Memorizing and understanding
Learning a language is primarily about remembering lots of different words and phrases in that language. But as I pointed out in an earlier blog post, the word "learn" has more than one meaning. There's learning how a bike works, and then there is learning to ride a bike. The first kind of learning is storing ideas, and the second kind is becoming good at a process.
So here's how the kinds of learning match up with the information I'm giving you on each phrase:
- I give you a short phrase and a situation so that you can memorize it. Practice saying this phrase. Repeat it over and over until you can say the whole thing to yourself. Your mind will become accustomed to saying things this way. This is the second kind of learning, like riding a bike.
- I then give you more information about the structures that pop up in the phrase.
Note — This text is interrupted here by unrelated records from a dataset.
use std::sync::atomic::{AtomicI64, Ordering};
use std::sync::Arc;

use async_trait::async_trait;
use chrono::{DateTime, TimeZone, Utc};

use evolution_core::{
    AdminControls, AssetClass, Bar, Indicator, Interval, MarketDataError, MarketDataProvider,
    Operand, Predicate, Quote, RuleSet, StrategyStatus,
};
use evolution_scheduler::{EvolutionScheduler, SchedulerConfig};
use market_data::{GatewayConfig, MarketDataGateway, SimProvider, TokenBucketConfig};
use strategy_memory::StrategyMemory;
use strategy_repository::{NewStrategy, StrategyRepository};

fn window_end() -> DateTime<Utc> {
    Utc.with_ymd_and_hms(2024, 6, 3, 0, 0, 0).unwrap()
}

fn rules(fast: u32, slow: u32) -> RuleSet {
    RuleSet {
        entry: vec![Predicate::CrossesAbove {
            left: Operand::Indicator {
                indicator: Indicator::Sma { period: fast },
            },
            right: Operand::Indicator {
                indicator: Indicator::Sma { period: slow },
            },
        }],
        exit: vec![Predicate::CrossesBelow {
            left: Operand::Indicator {
                indicator: Indicator::Sma { period: fast },
            },
            right: Operand::Indicator {
                indicator: Indicator::Sma { period: slow },
            },
        }],
        stop_loss_pct: Some(0.08),
        take_profit_pct: None,
        max_hold_bars: None,
    }
}

fn new_strategy(name: &str, fast: u32) -> NewStrategy {
    NewStrategy {
        name: name.to_string(),
        description: "integration test strategy".to_string(),
        owner: "tester".to_string(),
        asset_class: AssetClass::Equities,
        symbols: vec![
            "AAPL".to_string(),
            "MSFT".to_string(),
            "NVDA".to_string(),
        ],
        rules: rules(fast, 40),
        created_at: None,
    }
}

struct Stack {
    scheduler: Arc<EvolutionScheduler>,
    repository: Arc<StrategyRepository>,
    memory: Arc<StrategyMemory>,
    controls: Arc<AdminControls>,
}

async fn stack_with_gateway(gateway: MarketDataGateway) -> Stack {
    // One connection: every pooled connection to :memory: would otherwise
    // see its own empty database.
    let pool = sqlx::sqlite::SqlitePoolOptions::new()
        .max_connections(1)
        .connect("sqlite::memory:")
        .await
        .unwrap();
    let repository = Arc::new(StrategyRepository::new(pool.clone()));
    repository.init_tables().await.unwrap();
    let memory = Arc::new(StrategyMemory::new(pool));
    memory.init_tables().await.unwrap();
    let controls = Arc::new(AdminControls::default());

    let config = SchedulerConfig {
        window_end: Some(window_end()),
        ..SchedulerConfig::default()
    };
    let scheduler = Arc::new(EvolutionScheduler::new(
        Arc::clone(&repository),
        Arc::new(gateway),
        Arc::clone(&memory),
        Arc::clone(&controls),
        config,
    ));
    Stack {
        scheduler,
        repository,
        memory,
        controls,
    }
}

async fn stack() -> Stack {
    let gateway = MarketDataGateway::new(GatewayConfig::default())
        .with_provider(Arc::new(SimProvider::new()), TokenBucketConfig::default());
    stack_with_gateway(gateway).await
}

#[tokio::test]
async fn tick_with_empty_queue_is_a_noop() {
    let stack = stack().await;
    let summary = stack.scheduler.run_tick().await.unwrap();
    assert_eq!(summary.selected, 0);
    assert_eq!(summary.evaluated, 0);
    assert!(stack.repository.all().await.unwrap().is_empty());
}

#[tokio::test]
async fn tick_evaluates_a_fresh_strategy_end_to_end() {
    let stack = stack().await;
    let id = stack
        .repository
        .insert(&new_strategy("alpha", 10))
        .await
        .unwrap();

    let summary = stack.scheduler.run_tick().await.unwrap();
    assert_eq!(summary.selected, 1);

    let strategy = stack.repository.get(id).await.unwrap().unwrap();
    // Whatever path the evaluation took, the invariant holds.
    assert_eq!(
        strategy.is_proposable,
        strategy.status == StrategyStatus::Proposable
    );

    match strategy.status {
        StrategyStatus::Discarded => {
            assert!(strategy.discard_reason.is_some());
        }
        _ => {
            assert!(strategy.last_backtest_at.is_some());
            assert!(strategy.test_metrics.is_some());
            assert!(strategy.score.is_some());
            assert!(!strategy.per_symbol_performance.is_empty());
            // Regime snapshots land in the MCN on every success path.
            let snapshots = stack
                .memory
                .regime_snapshots(&strategy.fingerprint)
                .await
                .unwrap();
            assert_eq!(snapshots.len(), 4);
        }
    }
}

#[tokio::test]
async fn shutdown_before_the_tick_leaves_state_untouched() {
    let stack = stack().await;
    let a = stack.repository.insert(&new_strategy("a", 10)).await.unwrap();
    let b = stack.repository.insert(&new_strategy("b", 12)).await.unwrap();

    stack.scheduler.request_shutdown();
    let summary = stack.scheduler.run_tick().await.unwrap();
    assert_eq!(summary.skipped, 2);
    assert_eq!(summary.evaluated, 0);

    for id in [a, b] {
        let strategy = stack.repository.get(id).await.unwrap().unwrap();
        assert!(strategy.last_backtest_at.is_none());
        assert_eq!(strategy.evolution_attempts, 0);
        assert_eq!(strategy.status, StrategyStatus::Experiment);
    }
}

#[tokio::test]
async fn exhausted_tick_budget_defers_work_to_the_next_tick() {
    let gateway = MarketDataGateway::new(GatewayConfig::default())
        .with_provider(Arc::new(SimProvider::new()), TokenBucketConfig::default());
    let pool = sqlx::sqlite::SqlitePoolOptions::new()
        .max_connections(1)
        .connect("sqlite::memory:")
        .await
        .unwrap();
    let repository = Arc::new(StrategyRepository::new(pool.clone()));
    repository.init_tables().await.unwrap();
    let memory = Arc::new(StrategyMemory::new(pool));
    memory.init_tables().await.unwrap();

    let scheduler = Arc::new(EvolutionScheduler::new(
        Arc::clone(&repository),
        Arc::new(gateway),
        memory,
        Arc::new(AdminControls::default()),
        SchedulerConfig {
            window_end: Some(window_end()),
            tick_max_seconds: 0,
            ..SchedulerConfig::default()
        },
    ));

    let id = repository.insert(&new_strategy("deferred", 10)).await.unwrap();

    // The deadline has already passed when the worker starts, so the unit
    // is deferred rather than run.
    let summary = scheduler.run_tick().await.unwrap();
    assert_eq!(summary.selected, 1);
    assert_eq!(summary.skipped, 1);

    let strategy = repository.get(id).await.unwrap().unwrap();
    assert!(strategy.last_backtest_at.is_none());
    assert_eq!(strategy.evolution_attempts, 0);
}

#[tokio::test]
async fn replay_over_a_fixed_snapshot_is_deterministic() {
    let run = || async {
        let stack = stack().await;
        let id = stack
            .repository
            .insert(&new_strategy("replay", 10))
            .await
            .unwrap();
        stack.scheduler.run_tick().await.unwrap();
        let strategy = stack.repository.get(id).await.unwrap().unwrap();
        (
            strategy.status,
            strategy.score,
            strategy.evolution_attempts,
            serde_json::to_string(&strategy.train_metrics).unwrap(),
            serde_json::to_string(&strategy.test_metrics).unwrap(),
            serde_json::to_string(&strategy.per_symbol_performance).unwrap(),
        )
    };

    let first = run().await;
    let second = run().await;
    assert_eq!(first, second);
}

/// Sim provider wrapper that records how many bar fetches run at once.
struct TrackingProvider {
    inner: SimProvider,
    current: Arc<AtomicI64>,
    peak: Arc<AtomicI64>,
}

#[async_trait]
impl MarketDataProvider for TrackingProvider {
    fn name(&self) -> &str {
        "tracking"
    }

    async fn fetch_bars(
        &self,
        symbol: &str,
        interval: Interval,
        start: DateTime<Utc>,
        end: DateTime<Utc>,
    ) -> Result<Vec<Bar>, MarketDataError> {
        let now = self.current.fetch_add(1, Ordering::SeqCst) + 1;
        self.peak.fetch_max(now, Ordering::SeqCst);
        tokio::time::sleep(std::time::Duration::from_millis(5)).await;
        let result = self.inner.fetch_bars(symbol, interval, start, end).await;
        self.current.fetch_sub(1, Ordering::SeqCst);
        result
    }

    async fn fetch_quote(&self, symbol: &str) -> Result<Quote, MarketDataError> {
        self.inner.fetch_quote(symbol).await
    }
}

#[tokio::test]
async fn concurrency_budget_of_one_serializes_the_work() {
    let current = Arc::new(AtomicI64::new(0));
    let peak = Arc::new(AtomicI64::new(0));
    let gateway = MarketDataGateway::new(GatewayConfig::default()).with_provider(
        Arc::new(TrackingProvider {
            inner: SimProvider::new(),
            current: Arc::clone(&current),
            peak: Arc::clone(&peak),
        }),
        TokenBucketConfig {
            capacity: 1000.0,
            refill_per_second: 1000.0,
        },
    );
    let stack = stack_with_gateway(gateway).await;
    stack.controls.set_max_concurrent_backtests(1);

    let mut ids = Vec::new();
    for (name, fast) in [("one", 8), ("two", 10), ("three", 12)] {
        ids.push(stack.repository.insert(&new_strategy(name, fast)).await.unwrap());
    }

    // Batch size is min(C_max, queue depth): one strategy per tick.
    for _ in 0..3 {
        let summary = stack.scheduler.run_tick().await.unwrap();
        assert_eq!(summary.selected, 1);
    }

    assert!(peak.load(Ordering::SeqCst) <= 1, "backtests overlapped");

    // Each of the original three got exactly one pass across the ticks;
    // children spawned along the way wait for later ticks.
    for id in ids {
        let strategy = stack.repository.get(id).await.unwrap().unwrap();
        let touched = strategy.last_backtest_at.is_some()
            || strategy.evolution_attempts > 0
            || strategy.status == StrategyStatus::Discarded;
        assert!(touched, "strategy {} untouched", strategy.id);
    }
}

#[tokio::test]
async fn mutation_step_spawns_linked_experiments() {
    let stack = stack().await;
    let id = stack
        .repository
        .insert(&new_strategy("parent", 10))
        .await
        .unwrap();
    let parent = stack.repository.get(id).await.unwrap().unwrap();
    let parent_fp = stack.memory.register(&parent.rules).await.unwrap();

    let spawned = stack
        .scheduler
        .run_mutation_step(&parent, &parent_fp)
        .await
        .unwrap();
    assert!(spawned > 0, "expected children from the mutation step");

    let all = stack.repository.all().await.unwrap();
    assert_eq!(all.len(), 1 + spawned);

    let mut child_fps = std::collections::HashSet::new();
    for child in all.iter().filter(|s| s.id != id) {
        assert_eq!(child.status, StrategyStatus::Experiment);
        assert_eq!(child.evolution_attempts, 0);
        assert_ne!(child.fingerprint, parent_fp);
        assert!(child_fps.insert(child.fingerprint.clone()));

        // Each child is linked under the parent in the MCN.
        let path = stack.memory.lineage(&child.fingerprint).await.unwrap();
        assert_eq!(path.len(), 1);
    }

    let parent_after = stack.repository.get(id).await.unwrap().unwrap();
    assert_eq!(parent_after.evolution_attempts, 1);
}

#[tokio::test]
async fn repeated_mutation_steps_do_not_duplicate_children() {
    let stack = stack().await;
    let id = stack
        .repository
        .insert(&new_strategy("parent", 10))
        .await
        .unwrap();
    let parent = stack.repository.get(id).await.unwrap().unwrap();
    let parent_fp = stack.memory.register(&parent.rules).await.unwrap();

    let first = stack
        .scheduler
        .run_mutation_step(&parent, &parent_fp)
        .await
        .unwrap();
    // Same parent, same attempt count: the same draws are all known now,
    // so the second step spawns nothing new from round one draws.
    let parent_again = stack.repository.get(id).await.unwrap().unwrap();
    let second = stack
        .scheduler
        .run_mutation_step(&parent_again, &parent_fp)
        .await
        .unwrap();

    let all = stack.repository.all().await.unwrap();
    assert_eq!(all.len(), 1 + first + second);

    let mut fps = std::collections::HashSet::new();
    for strategy in all.iter().filter(|s| s.id != id) {
        assert!(
            fps.insert(strategy.fingerprint.clone()),
            "duplicate child fingerprint"
        );
    }
}

#[tokio::test]
async fn recommendation_surface_only_shows_proposables() {
    let stack = stack().await;
    stack
        .repository
        .insert(&new_strategy("alpha", 10))
        .await
        .unwrap();
    stack.scheduler.run_tick().await.unwrap();

    for strategy in stack.repository.top_proposable(10).await.unwrap() {
        assert_eq!(strategy.status, StrategyStatus::Proposable);
        assert!(strategy.is_proposable);
        assert!(strategy.score.is_some());
    }
}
This is for the part of your brain that wants to understand how it works. Of course, you won't really understand until you've heard it used 20 times in different situations. But at least a little information can prevent you from misunderstanding how it's used.
Both parts are important, but if I had to pick one, I'd say the memorizing aspect is more important. Why? Because that's the part that most language learners are missing. So if I had to give you advice on how to use PhraseMix to study English, I would suggest:
- Read the situation, the phrase, and the explanation.
- Repeat the phrase to yourself.
- Come back and review the phrase again later that day.
- Put the phrase into a system like Anki or BrainScape
- Record yourself saying the phrase & listen to the recording over & over
- Once the phrase is stuck in your head & you start thinking about it at strange times throughout the day, you're done. Congratulations, you've learned a useful, natural English phrase!